Cracking the Laravel Interview: coding assignment

Juampi Barreto
Studocu Tech
Published in
4 min readJul 9, 2021

What to do and what not to do when coding an interview assignment for a Laravel job position.

Entity-Relationship Model

Most projects start with database tables and eloquent models. To be able to visualize an entity-relationship model, you should have carefully read the whole assignment. Your database structure is key, and starting with an incorrect structure will add a big refactor penalty at a later stage.

Now it’s time to create your migrations and models.

Tip: php artisan make:model Post -m -f will create the Model, the migration, and a factory.

When creating migrations, ask yourself the following questions:

  • Do the migrations have foreign keys?
  • Are datetime fields suffixed with _at ? And are boolean fields prefixed with is_ ?
  • For the nullable fields, does it make sense in terms of business logic for it to be null?
  • Are timestamps included? What about soft-deletes? Or is there a valid reason not to use soft-deletes?
  • Are the tables normalized? If not, should they be?
  • Do unique constraints reflect the business logic? (For example, a one-to-one relationship should have a unique foreign key constraint)

And for the models:

  • Are all relationships defined? Back and forth?
  • Are attributes, such as booleans and dates, correctly being typecast?
  • Are there any fillable attributes? Relationship foreign keys shouldn’t be fillable.

Separate concerns

Whether you’re making a CLI, REST API, or a full CRUD website, you should always know how to separate concerns.

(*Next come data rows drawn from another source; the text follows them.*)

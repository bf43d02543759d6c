use once_cell::sync::Lazy;
use regex::Regex;

use crate::core::models::ChatMessage;

static URL_RE: Lazy<Regex> =
    Lazy::new(|| Regex::new(r"https?://[^\s<>]+").expect("static regex compile"));

static SLACK_ESCAPE_RE: Lazy<Regex> =
    Lazy::new(|| Regex::new(r"[|<>]").expect("static regex compile"));

/// Every `http(s)://` token in `text`, left to right.
///
/// A token runs until the first whitespace or angle bracket, so Slack's
/// `<https://example.com>` markup yields the bare URL.
#[must_use]
pub fn extract_urls(text: &str) -> Vec<String> {
    URL_RE
        .find_iter(text)
        .map(|m| m.as_str().to_string())
        .collect()
}

#[must_use]
pub fn first_url(text: &str) -> Option<String> {
    URL_RE.find(text).map(|m| m.as_str().to_string())
}

/// Text to scan for a link in a looked-up message.
///
/// When the message carries an attachment (a link unfurl), its title and
/// `title_link` are appended to the message text. Slack's `|`, `<` and `>`
/// link markup is blanked out in either case.
#[must_use]
pub fn message_link_text(message: &ChatMessage) -> String {
    let text = message.text.as_deref().unwrap_or("");
    let combined = match message.attachments.first() {
        Some(att) => format!(
            "{} {} {}",
            text,
            att.title.as_deref().unwrap_or(""),
            att.title_link.as_deref().unwrap_or("")
        ),
        None => text.to_string(),
    };
    SLACK_ESCAPE_RE.replace_all(&combined, " ").into_owned()
}
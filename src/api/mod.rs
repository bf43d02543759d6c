//! API Lambda handler and request processing

pub mod event_handler;
pub mod handler;
pub mod helpers;
pub mod middleware;
pub mod parsing;
pub mod signature;

// Re-export the main handler for convenience
pub use handler::{AppState, function_handler as handler, handle_request};
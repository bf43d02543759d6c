//! Handler for Slack Events API callbacks.
//!
//! Answers `url_verification` handshakes and hands each `event_callback`
//! to the workflow inside its own correlation span.

use serde_json::Value;
use tracing::{Instrument, error, info, info_span, warn};
use uuid::Uuid;

use super::helpers::{err_response, ok_challenge, ok_empty};
use super::parsing::{parse_envelope, parse_event};
use crate::core::models::Envelope;
use crate::core::ports::EventDispatcher;

/// Handle a verified Events API request body.
///
/// Workflow failures are logged and still acknowledged with 200: a
/// non-2xx answer would only make Slack redeliver the same event.
pub async fn handle_event_callback(dispatcher: &dyn EventDispatcher, body: &str) -> Value {
    let envelope = match parse_envelope(body) {
        Ok(e) => e,
        Err(e) => {
            error!("{}", e);
            return err_response(400, "Invalid event envelope");
        }
    };

    let raw_event = match envelope {
        Envelope::UrlVerification { challenge } => return ok_challenge(&challenge),
        Envelope::EventCallback { event } => event,
        Envelope::Other => return ok_empty(),
    };

    let event = match parse_event(&raw_event) {
        Ok(ev) => ev,
        Err(e) => {
            warn!("Skipping unparseable event: {}", e);
            return ok_empty();
        }
    };

    let correlation_id = Uuid::new_v4().to_string();
    let span = info_span!(
        "event",
        correlation_id = %correlation_id,
        kind = event.kind(),
        channel = event.channel().unwrap_or("-")
    );

    async {
        info!("Dispatching event");
        match dispatcher.dispatch(&event).await {
            Ok(outcome) => info!(?outcome, "Event handled"),
            Err(e) => error!("Event processing failed: {}", e),
        }
    }
    .instrument(span)
    .await;

    ok_empty()
}
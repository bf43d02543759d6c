/// linkdigest - A Slack bot that posts AI summaries of shared links.
///
/// A posted link, a mention or a trigger emoji reaction makes the bot fetch
/// the linked page, ask Gemini on Vertex AI for a summary plus keywords, and
/// reply with a Block Kit digest.
///
/// # Architecture
///
/// The system uses:
/// - AWS Lambda for the webhook entry point
/// - slack-morphism and the Slack Web API for chat interactions
/// - reqwest + html2text to fetch and flatten articles
/// - Vertex AI `generateContent` for summaries
/// - Tokio for async runtime
///
/// # Example
///
/// ```no_run
/// use linkdigest::core::config::AppConfig;
/// use linkdigest::api::{AppState, handle_request};
///
/// #[tokio::main]
/// async fn main() -> Result<(), Box<dyn std::error::Error>> {
///     linkdigest::setup_logging();
///
///     let config = AppConfig::from_env()?;
///     let state = AppState::from_config(&config)?;
///
///     let payload = serde_json::json!({ "headers": {}, "body": "{}" });
///     let response = handle_request(&state, &payload).await;
///     println!("{response}");
///     Ok(())
/// }
/// ```
// Module declarations
pub mod ai;
pub mod api;
pub mod content;
pub mod core;
pub mod errors;
pub mod slack;
pub mod utils;
pub mod worker;

pub use errors::AppError;

/// Configure structured logging with JSON format for AWS Lambda environments.
///
/// This function sets up tracing-subscriber with a JSON formatter suitable for
/// `CloudWatch` Logs integration. Calling it more than once is harmless.
///
/// # Example
///
/// ```
/// linkdigest::setup_logging();
/// ```
pub fn setup_logging() {
    use tracing_subscriber::prelude::*;
    let fmt_layer = tracing_subscriber::fmt::layer().json().with_target(true);

    let _ = tracing_subscriber::registry().with(fmt_layer).try_init();
}
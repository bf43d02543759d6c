//! Seams between the workflow and its external collaborators.
//!
//! Production code wires in `SlackClient`, `ArticleResolver` and
//! `VertexClient`; tests swap in recording fakes.

use async_trait::async_trait;
use serde_json::Value;

use super::models::{
    BotIdentity, ChatMessage, InboundEvent, MessageRef, Outcome, ResolvedArticle, SummaryResult,
};
use crate::errors::AppError;

/// A `chat.postMessage` request.
#[derive(Debug, Clone, PartialEq)]
pub struct PostMessage {
    pub channel: String,
    pub text: String,
    pub blocks: Option<Value>,
    pub thread_ts: Option<String>,
}

impl PostMessage {
    #[must_use]
    pub fn text(channel: &str, text: &str) -> Self {
        Self {
            channel: channel.to_string(),
            text: text.to_string(),
            blocks: None,
            thread_ts: None,
        }
    }

    #[must_use]
    pub fn with_blocks(mut self, blocks: Value) -> Self {
        self.blocks = Some(blocks);
        self
    }

    #[must_use]
    pub fn in_thread(mut self, thread_ts: &str) -> Self {
        self.thread_ts = Some(thread_ts.to_string());
        self
    }
}

#[async_trait]
pub trait ChatApi: Send + Sync {
    async fn post_message(&self, message: &PostMessage) -> Result<(), AppError>;

    async fn post_ephemeral(&self, channel: &str, user: &str, text: &str)
    -> Result<(), AppError>;

    /// Messages whose timestamp is exactly `target.ts` in the channel's top-level history.
    async fn history_at(&self, target: &MessageRef) -> Result<Vec<ChatMessage>, AppError>;

    /// The thread rooted at (or containing) `target.ts`, parent first.
    async fn thread_replies(&self, target: &MessageRef) -> Result<Vec<ChatMessage>, AppError>;

    async fn add_reaction(&self, target: &MessageRef, name: &str) -> Result<(), AppError>;

    async fn remove_reaction(&self, target: &MessageRef, name: &str) -> Result<(), AppError>;

    /// The bot's own user and bot ids.
    async fn bot_identity(&self) -> Result<BotIdentity, AppError>;
}

#[async_trait]
pub trait ArticleSource: Send + Sync {
    async fn resolve(&self, url: &str) -> Result<ResolvedArticle, AppError>;
}

#[async_trait]
pub trait Summarizer: Send + Sync {
    async fn summarize(&self, body_text: &str) -> Result<SummaryResult, AppError>;
}

/// Runs the business workflow for one inbound event.
#[async_trait]
pub trait EventDispatcher: Send + Sync {
    async fn dispatch(&self, event: &InboundEvent) -> Result<Outcome, AppError>;
}
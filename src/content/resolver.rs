//! Fetches a linked page and pulls out its title and visible body text.

use async_trait::async_trait;
use once_cell::sync::Lazy;
use regex::Regex;
use reqwest::Client;
use reqwest::header::CONTENT_TYPE;
use scraper::{ElementRef, Html, Selector};
use std::time::Duration;
use tracing::{debug, info, warn};
use url::Url;

use super::charset::decode_html;
use crate::core::models::ResolvedArticle;
use crate::core::ports::ArticleSource;
use crate::errors::AppError;

pub const TITLE_NOT_FOUND: &str = "Title not found";

const FETCH_TIMEOUT: Duration = Duration::from_secs(10);
const BODY_RENDER_WIDTH: usize = 400;

static TITLE_SELECTOR: Lazy<Selector> =
    Lazy::new(|| Selector::parse("title").expect("static selector parse"));
static BODY_SELECTOR: Lazy<Selector> =
    Lazy::new(|| Selector::parse("body").expect("static selector parse"));
// Title text is raw text, so markup typed into it survives parsing.
static TAG_RE: Lazy<Regex> = Lazy::new(|| Regex::new(r"<[^>]+>").expect("static regex compile"));
static WHITESPACE_RE: Lazy<Regex> =
    Lazy::new(|| Regex::new(r"\s+").expect("static regex compile"));

pub struct ArticleResolver {
    http: Client,
}

impl ArticleResolver {
    /// # Errors
    ///
    /// Returns an error if the HTTP client cannot be built.
    pub fn new() -> Result<Self, AppError> {
        let http = Client::builder()
            .timeout(FETCH_TIMEOUT)
            .build()
            .map_err(|e| AppError::HttpError(format!("Failed to build fetch client: {e}")))?;
        Ok(Self { http })
    }

    #[must_use]
    pub fn with_client(http: Client) -> Self {
        Self { http }
    }
}

#[async_trait]
impl ArticleSource for ArticleResolver {
    async fn resolve(&self, url: &str) -> Result<ResolvedArticle, AppError> {
        let parsed = Url::parse(url).map_err(|e| AppError::FetchError(format!("{url}: {e}")))?;
        debug!(host = parsed.host_str().unwrap_or(""), "Fetching article");

        let response = self
            .http
            .get(parsed)
            .send()
            .await
            .map_err(|e| AppError::FetchError(format!("GET {url}: {e}")))?;

        let canonical_url = response.url().to_string();
        let status = response.status();
        if !status.is_success() {
            return Err(AppError::FetchError(format!(
                "GET {canonical_url} returned HTTP {status}"
            )));
        }
        if canonical_url != url {
            info!(from = %url, to = %canonical_url, "Followed redirect");
        }

        let content_type = response
            .headers()
            .get(CONTENT_TYPE)
            .and_then(|v| v.to_str().ok())
            .map(str::to_owned);
        let bytes = response
            .bytes()
            .await
            .map_err(|e| AppError::FetchError(format!("reading {canonical_url}: {e}")))?;
        let (html, encoding) = decode_html(&bytes, content_type.as_deref());
        debug!(encoding = encoding.name(), bytes = bytes.len(), "Decoded article");

        let (title, body_text) = parse_article(&html);
        debug!(title = %title, body_chars = body_text.chars().count(), "Extracted article");

        Ok(ResolvedArticle {
            canonical_url,
            title,
            body_text,
        })
    }
}

/// Title and body text of an HTML document. Never fails: a missing title
/// becomes [`TITLE_NOT_FOUND`] and a missing body an empty string.
#[must_use]
pub fn parse_article(html: &str) -> (String, String) {
    let document = Html::parse_document(html);
    (title_of(&document), body_text_of(&document))
}

#[must_use]
pub fn extract_title(html: &str) -> String {
    title_of(&Html::parse_document(html))
}

#[must_use]
pub fn extract_body_text(html: &str) -> String {
    body_text_of(&Html::parse_document(html))
}

fn title_of(document: &Html) -> String {
    let Some(element) = document.select(&TITLE_SELECTOR).next() else {
        return TITLE_NOT_FOUND.to_string();
    };
    let raw: String = element.text().collect();
    let stripped = TAG_RE.replace_all(&raw, " ");
    let title = WHITESPACE_RE.replace_all(&stripped, " ").trim().to_string();
    if title.is_empty() {
        TITLE_NOT_FOUND.to_string()
    } else {
        title
    }
}

fn body_text_of(document: &Html) -> String {
    let Some(body) = document.select(&BODY_SELECTOR).next() else {
        return String::new();
    };

    let markup = body.html();
    match html2text::config::plain().string_from_read(markup.as_bytes(), BODY_RENDER_WIDTH) {
        Ok(text) => text.trim().to_string(),
        Err(e) => {
            warn!("html2text failed, falling back to DOM text: {}", e);
            visible_text(body)
        }
    }
}

/// Text nodes under `root`, skipping script and style contents.
fn visible_text(root: ElementRef<'_>) -> String {
    let pieces: Vec<&str> = root
        .descendants()
        .filter(|node| {
            !node
                .parent()
                .and_then(|parent| parent.value().as_element())
                .is_some_and(|el| matches!(el.name(), "script" | "style" | "noscript"))
        })
        .filter_map(|node| node.value().as_text())
        .map(|text| text.trim())
        .filter(|text| !text.is_empty())
        .collect();
    pieces.join(" ")
}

For example, if what you need to build is a RESTful API, make sure you:

Whether you use Services to execute business logic or Actions, you should be prepared to justify your choice.

The QueryBuilder is your friend

A raw SQL query will only show to the interviewer that you are not that comfortable with Laravel’s query builder. Stay away from raw queries whenever possible.

Avoid Joins

When using Eloquent, join-clauses can add more selected properties to your model that bloat the dataset. This makes the query hard to reuse, which is why you should always use ->with() instead.

Use aggregates

If you only need to know how many rows a certain query has, don’t perform it using ->get(), use ->count() instead.

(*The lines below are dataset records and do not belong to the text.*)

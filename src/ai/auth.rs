//! Credentials for Vertex AI requests.
//!
//! A credential is fetched for every request, so sources that refresh
//! (Application Default Credentials) keep a warm container working after the
//! first token expires.

use async_trait::async_trait;
use reqwest::RequestBuilder;
use std::sync::Arc;
use tokio::sync::OnceCell;
use tracing::info;

use crate::core::config::VertexAuth;
use crate::errors::AppError;

const CLOUD_PLATFORM_SCOPE: &str = "https://www.googleapis.com/auth/cloud-platform";

#[derive(Debug, Clone, PartialEq, Eq)]
pub enum Credential {
    /// OAuth access token sent as `Authorization: Bearer`.
    Bearer(String),
    /// API key sent as the `key` query parameter.
    ApiKey(String),
}

impl Credential {
    #[must_use]
    pub fn apply(&self, request: RequestBuilder) -> RequestBuilder {
        match self {
            Credential::Bearer(token) => request.bearer_auth(token),
            Credential::ApiKey(key) => request.query(&[("key", key.as_str())]),
        }
    }
}

#[async_trait]
pub trait CredentialSource: Send + Sync {
    async fn credential(&self) -> Result<Credential, AppError>;
}

/// A credential that never changes: an API key, or a token minted outside the process.
pub struct StaticCredential(pub Credential);

#[async_trait]
impl CredentialSource for StaticCredential {
    async fn credential(&self) -> Result<Credential, AppError> {
        Ok(self.0.clone())
    }
}

/// Application Default Credentials through `gcp_auth`.
///
/// The provider is discovered on first use and caches tokens, refreshing them
/// before they expire.
#[derive(Default)]
pub struct DefaultCredentials {
    provider: OnceCell<Arc<dyn gcp_auth::TokenProvider>>,
}

#[async_trait]
impl CredentialSource for DefaultCredentials {
    async fn credential(&self) -> Result<Credential, AppError> {
        let provider = self
            .provider
            .get_or_try_init(|| async {
                let provider = gcp_auth::provider().await.map_err(|e| {
                    AppError::AiError(format!("Application Default Credentials unavailable: {e}"))
                })?;
                info!("Using Application Default Credentials for Vertex AI");
                Ok::<_, AppError>(provider)
            })
            .await?;

        let token = provider
            .token(&[CLOUD_PLATFORM_SCOPE])
            .await
            .map_err(|e| AppError::AiError(format!("Failed to obtain access token: {e}")))?;
        Ok(Credential::Bearer(token.as_str().to_string()))
    }
}

#[must_use]
pub fn credential_source(auth: &VertexAuth) -> Arc<dyn CredentialSource> {
    match auth {
        VertexAuth::ApiKey(key) => Arc::new(StaticCredential(Credential::ApiKey(key.clone()))),
        VertexAuth::AccessToken(token) => {
            Arc::new(StaticCredential(Credential::Bearer(token.clone())))
        }
        VertexAuth::ApplicationDefault => Arc::new(DefaultCredentials::default()),
    }
}
//! Stages that run on every verified request before any event is dispatched.

use serde_json::Value;
use tracing::info;

use super::parsing::get_header_value;

/// Header Slack sets when it redelivers an event it considers unacknowledged.
pub const RETRY_NUM_HEADER: &str = "X-Slack-Retry-Num";
pub const RETRY_REASON_HEADER: &str = "X-Slack-Retry-Reason";

/// The parts of an inbound request a middleware may inspect.
#[derive(Debug, Clone, Copy)]
pub struct InboundRequest<'a> {
    pub headers: &'a Value,
    pub body: &'a str,
}

pub trait Middleware: Send + Sync {
    fn name(&self) -> &'static str;

    /// `false` acknowledges the request immediately and skips everything after this stage.
    fn proceed(&self, request: &InboundRequest<'_>) -> bool;
}

/// Acknowledges webhook redeliveries without running the workflow again.
///
/// Slack delivers at least once; this gate is what keeps a slow first
/// delivery from producing a second reply.
pub struct IgnoreRetries;

impl Middleware for IgnoreRetries {
    fn name(&self) -> &'static str {
        "ignore_retries"
    }

    fn proceed(&self, request: &InboundRequest<'_>) -> bool {
        match get_header_value(request.headers, RETRY_NUM_HEADER) {
            Some(retry_num) => {
                let reason = get_header_value(request.headers, RETRY_REASON_HEADER).unwrap_or("");
                info!(retry_num = %retry_num, reason = %reason, "Acknowledging Slack retry");
                false
            }
            None => true,
        }
    }
}

/// Ordered middleware stages; the first `false` short-circuits the rest.
#[derive(Default)]
pub struct MiddlewareChain {
    stages: Vec<Box<dyn Middleware>>,
}

impl MiddlewareChain {
    #[must_use]
    pub fn new() -> Self {
        Self::default()
    }

    #[must_use]
    pub fn with(mut self, stage: impl Middleware + 'static) -> Self {
        self.stages.push(Box::new(stage));
        self
    }

    /// The chain used in production: retry deduplication only.
    #[must_use]
    pub fn standard() -> Self {
        Self::new().with(IgnoreRetries)
    }

    #[must_use]
    pub fn proceed(&self, request: &InboundRequest<'_>) -> bool {
        for stage in &self.stages {
            if !stage.proceed(request) {
                info!(stage = stage.name(), "Request short-circuited by middleware");
                return false;
            }
        }
        true
    }
}
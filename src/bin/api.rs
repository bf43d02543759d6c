use std::sync::Arc;

use anyhow::Context;
use linkdigest::AppError;
use linkdigest::api::{AppState, handler};
use linkdigest::core::config::AppConfig;

#[tokio::main]
async fn main() -> Result<(), lambda_runtime::Error> {
    linkdigest::setup_logging();

    let config = AppConfig::from_env()
        .map_err(AppError::ConfigError)
        .context("loading configuration")?;
    let state = Arc::new(AppState::from_config(&config)?);

    lambda_runtime::run(lambda_runtime::service_fn(move |event| {
        let state = Arc::clone(&state);
        async move { handler(&state, event).await }
    }))
    .await
}
/// Role given to the model as its system instruction.
pub const SYSTEM_INSTRUCTION: &str =
    "You are a helpful assistant that summarizes articles and extracts important keywords.";

/// Number of keywords requested from the model.
pub const KEYWORD_COUNT: usize = 5;

/// Build the single user prompt sent alongside the article text.
#[must_use]
pub fn build_summary_prompt(article_text: &str, language: &str, max_chars: usize) -> String {
    format!(
        "Summarize the #Article below in {language}, following the #Rules.\n\
         We also want hashtags for social media: pick about {KEYWORD_COUNT} keywords that capture \
         what the article is about, preferring service and product names. Then output the result \
         as JSON. Do not end sentences with trailing punctuation.\n\
         \n\
         #Article\n\
         {article_text}\n\
         \n\
         #Rules\n\
         - The summary is at most {max_chars} characters\n\
         - Always put a single half-width space between runs of Latin script (product names etc.) \
         and non-Latin script\n\
         - No space is needed around punctuation, around brackets, or inside date expressions \
         such as YYYY年MM月DD日\n\
         - Also write a post for Twitter that includes the top 3 keywords\n\
         \n\
         #JSON format\n\
         {{\"summary\": \"summary text here\", \"keywords\": [\"keyword1\", \"keyword2\", \
         \"keyword3\", \"keyword4\", \"keyword5\"], \"tweet\": \"Twitter post here\"}}"
    )
}

/// Cut `text` to at most `max_chars` characters, never splitting a character.
#[must_use]
pub fn truncate_chars(text: &str, max_chars: usize) -> &str {
    match text.char_indices().nth(max_chars) {
        Some((idx, _)) => &text[..idx],
        None => text,
    }
}

#[cfg(test)]
mod tests {
    use super::*;

    #[test]
    fn prompt_carries_rules_and_article() {
        let prompt = build_summary_prompt("BODY TEXT", "Japanese", 500);
        assert!(prompt.contains("in Japanese"));
        assert!(prompt.contains("at most 500 characters"));
        assert!(prompt.contains("BODY TEXT"));
        assert!(prompt.contains("\"tweet\""));
        assert!(prompt.contains("YYYY年MM月DD日"));
    }

    #[test]
    fn truncation_respects_char_boundaries() {
        assert_eq!(truncate_chars("日本語テキスト", 3), "日本語");
        assert_eq!(truncate_chars("short", 10), "short");
    }
}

count($query->get()) // Bad
$query->count() // Good

$query->count() > 0 // Bad
$query->exists() // Good

Use scopes

When writing queries that map to semantic concepts, consider using scopes to wrap one or more constraints into a readable statement.

->whereVisible()

// is more readable and reusable than:

->whereNotNull('approved_at')
->whereNull('archived_at')

Aggregate relationships

When normalizing the database, you will have to make a decision: do you add an aggregated column comment_count and increment/decrement it every time a comment gets added/removed, or query the count on every request? Luckily, Laravel’s query builder allows you to easily aggregate relationships.
Showing that you care about database normalization and that you know how to easily make the queries to fetch them will prove your skills.

Collections

Developers should know the difference between foreach, map, and reduce.

You should take a look at all available collection methods, and don’t be afraid to use multiple at once, like in the below example:

// Bad
$sum = 0;

foreach($products as $product) {
if ($product->isArchived()) {
$sum += $product->stock;
}
}

return $sum;

// Good

return $products
->filter->isArchived()
->sum('stock')

If you want to learn more about collections, check out Adam Wathan’s Refactoring to Collections.

Testing

Either they explicitly say it or not, you must write tests.

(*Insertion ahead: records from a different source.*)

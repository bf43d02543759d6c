//! All Slack-specific functionality

pub mod client;
pub mod message_formatter;

// Re-export main types for convenience
pub use client::SlackClient;
pub use message_formatter::format_digest;
//! Slack API client module
//!
//! Implements the `ChatApi` port. Read-only lookups are retried with
//! jittered backoff; writes are sent once so a reply is never duplicated.

use async_trait::async_trait;
use reqwest::Client;
use serde::Deserialize;
use serde_json::{Value, json};
use slack_morphism::hyper_tokio::{SlackClientHyperConnector, SlackHyperClient};
use slack_morphism::prelude::{
    SlackApiChatPostEphemeralRequest, SlackApiReactionsAddRequest, SlackApiReactionsRemoveRequest,
};
use slack_morphism::{
    SlackApiToken, SlackApiTokenValue, SlackChannelId, SlackMessageContent, SlackReactionName,
    SlackTs, SlackUserId,
};
use std::time::Duration;
use tokio_retry::strategy::jitter;
use tokio_retry::{Retry, strategy::ExponentialBackoff};
use tracing::{debug, warn};

use crate::core::config::DEFAULT_SLACK_API_BASE;
use crate::core::models::{BotIdentity, ChatMessage, MessageRef};
use crate::core::ports::{ChatApi, PostMessage};
use crate::errors::AppError;

// Build the Slack client connector safely without panicking.
// If connector construction fails, store None and surface an AppError at call sites.
static SLACK_CLIENT: std::sync::LazyLock<Option<SlackHyperClient>> =
    std::sync::LazyLock::new(|| match SlackClientHyperConnector::new() {
        Ok(connector) => Some(SlackHyperClient::new(connector)),
        Err(e) => {
            warn!("Failed to create Slack HTTP connector: {}", e);
            None
        }
    });

static HTTP_CLIENT: std::sync::LazyLock<Client> = std::sync::LazyLock::new(|| {
    Client::builder()
        .timeout(Duration::from_secs(30))
        .build()
        .unwrap_or_else(|_| Client::new())
});

#[derive(Debug, Deserialize)]
struct MessagesResponse {
    #[serde(default)]
    messages: Vec<ChatMessage>,
}

/// Slack API client with retry logic and error handling
pub struct SlackClient {
    token: SlackApiToken,
    api_base: String,
}

impl SlackClient {
    #[must_use]
    pub fn new(token: String) -> Self {
        Self::with_api_base(token, DEFAULT_SLACK_API_BASE)
    }

    #[must_use]
    pub fn with_api_base(token: String, api_base: &str) -> Self {
        Self {
            token: SlackApiToken::new(SlackApiTokenValue::new(token)),
            api_base: api_base.trim_end_matches('/').to_string(),
        }
    }

    async fn with_retry<F, Fut, T>(&self, operation: F) -> Result<T, AppError>
    where
        F: FnMut() -> Fut + Send,
        Fut: std::future::Future<Output = Result<T, AppError>> + Send,
        T: Send,
    {
        let strategy = ExponentialBackoff::from_millis(100).map(jitter).take(3);

        Retry::spawn(strategy, operation).await
    }

    fn session_client(&self) -> Result<&'static SlackHyperClient, AppError> {
        SLACK_CLIENT.as_ref().ok_or_else(|| {
            AppError::GeneralError("Slack HTTP connector not initialized".to_string())
        })
    }

    fn method_url(&self, method: &str) -> String {
        format!("{}/{method}", self.api_base)
    }

    async fn get_method(&self, method: &str, query: &[(&str, &str)]) -> Result<Value, AppError> {
        let resp = HTTP_CLIENT
            .get(self.method_url(method))
            .bearer_auth(&self.token.token_value.0)
            .query(query)
            .send()
            .await
            .map_err(|e| AppError::HttpError(format!("{method} HTTP: {e}")))?;

        Self::read_ok_body(method, resp).await
    }

    async fn post_method(&self, method: &str, payload: &Value) -> Result<Value, AppError> {
        let resp = HTTP_CLIENT
            .post(self.method_url(method))
            .bearer_auth(&self.token.token_value.0)
            .json(payload)
            .send()
            .await
            .map_err(|e| AppError::HttpError(format!("{method} HTTP: {e}")))?;

        Self::read_ok_body(method, resp).await
    }

    async fn read_ok_body(method: &str, resp: reqwest::Response) -> Result<Value, AppError> {
        if !resp.status().is_success() {
            return Err(AppError::ApiError(format!(
                "{method} HTTP {}",
                resp.status()
            )));
        }

        let body: Value = resp
            .json()
            .await
            .map_err(|e| AppError::ApiError(format!("{method} JSON parse error: {e}")))?;

        if !body.get("ok").and_then(Value::as_bool).unwrap_or(false) {
            return Err(AppError::ApiError(format!(
                "{method} error: {}",
                body.get("error")
                    .and_then(Value::as_str)
                    .unwrap_or("unknown")
            )));
        }

        Ok(body)
    }

    fn messages_from(method: &str, body: Value) -> Result<Vec<ChatMessage>, AppError> {
        let parsed: MessagesResponse = serde_json::from_value(body)
            .map_err(|e| AppError::ApiError(format!("{method} messages parse: {e}")))?;
        Ok(parsed.messages)
    }
}

#[async_trait]
impl ChatApi for SlackClient {
    /// Post a message with optional Block Kit `blocks`, optionally as a thread reply.
    async fn post_message(&self, message: &PostMessage) -> Result<(), AppError> {
        let mut payload = json!({
            "channel": message.channel,
            "text": message.text,
            "unfurl_links": false,
        });

        if let Some(blocks) = &message.blocks {
            payload["blocks"] = blocks.clone();
        }

        if let Some(thread_ts) = &message.thread_ts {
            payload["thread_ts"] = Value::String(thread_ts.clone());
        }

        self.post_method("chat.postMessage", &payload).await?;
        Ok(())
    }

    async fn post_ephemeral(
        &self,
        channel: &str,
        user: &str,
        text: &str,
    ) -> Result<(), AppError> {
        let session = self.session_client()?.open_session(&self.token);
        let req = SlackApiChatPostEphemeralRequest::new(
            SlackChannelId(channel.to_string()),
            SlackUserId(user.to_string()),
            SlackMessageContent::new().with_text(text.to_string()),
        );

        session.chat_post_ephemeral(&req).await?;
        Ok(())
    }

    async fn history_at(&self, target: &MessageRef) -> Result<Vec<ChatMessage>, AppError> {
        self.with_retry(|| async {
            let body = self
                .get_method(
                    "conversations.history",
                    &[
                        ("channel", target.channel.as_str()),
                        ("oldest", target.ts.as_str()),
                        ("latest", target.ts.as_str()),
                        ("inclusive", "true"),
                        ("limit", "1"),
                    ],
                )
                .await?;
            let messages = Self::messages_from("conversations.history", body)?;
            debug!(count = messages.len(), "conversations.history lookup");
            Ok(messages)
        })
        .await
    }

    async fn thread_replies(&self, target: &MessageRef) -> Result<Vec<ChatMessage>, AppError> {
        self.with_retry(|| async {
            let body = self
                .get_method(
                    "conversations.replies",
                    &[
                        ("channel", target.channel.as_str()),
                        ("ts", target.ts.as_str()),
                    ],
                )
                .await?;
            Self::messages_from("conversations.replies", body)
        })
        .await
    }

    async fn add_reaction(&self, target: &MessageRef, name: &str) -> Result<(), AppError> {
        let session = self.session_client()?.open_session(&self.token);
        session
            .reactions_add(&SlackApiReactionsAddRequest {
                channel: SlackChannelId(target.channel.clone()),
                name: SlackReactionName(name.to_string()),
                timestamp: SlackTs(target.ts.clone()),
            })
            .await?;
        Ok(())
    }

    async fn bot_identity(&self) -> Result<BotIdentity, AppError> {
        let body = self
            .with_retry(|| async { self.get_method("auth.test", &[]).await })
            .await?;
        let identity: BotIdentity = serde_json::from_value(body)
            .map_err(|e| AppError::ApiError(format!("auth.test parse: {e}")))?;
        debug!(user_id = ?identity.user_id, bot_id = ?identity.bot_id, "Resolved bot identity");
        Ok(identity)
    }

    async fn remove_reaction(&self, target: &MessageRef, name: &str) -> Result<(), AppError> {
        let session = self.session_client()?.open_session(&self.token);
        session
            .reactions_remove(&SlackApiReactionsRemoveRequest {
                channel: Some(SlackChannelId(target.channel.clone())),
                name: SlackReactionName(name.to_string()),
                timestamp: Some(SlackTs(target.ts.clone())),
                file: None,
                full: None,
            })
            .await?;
        Ok(())
    }
}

I personally don’t think that 100% coverage is required, but at least you should show the basics of it.

Important: remember to assert the affected data. Code coverage is not the most important metric of tests; assertions are. It shows you know the importance of tests and that you understand how code can evolve and break.

Closing notes

Be familiar with your code

Depending on the interview process, you will likely be asked to explain your code and to add more features to it as part of the live coding interview.

What every interviewer wants to see is you being comfortable with your solution. This is your code we’re talking about, you should be able to navigate through it.

Justify your decisions

Did you use the repository pattern, or did you use Eloquent’s scopes instead? Make sure you have the justifications for either choice and can explain the pros/cons.

Know the next steps

Maybe your queries are not fully optimized when delivering the assignment, but it might be handy to know the possible indices that would improve them, or to structure a cache plan to make subsequent requests faster.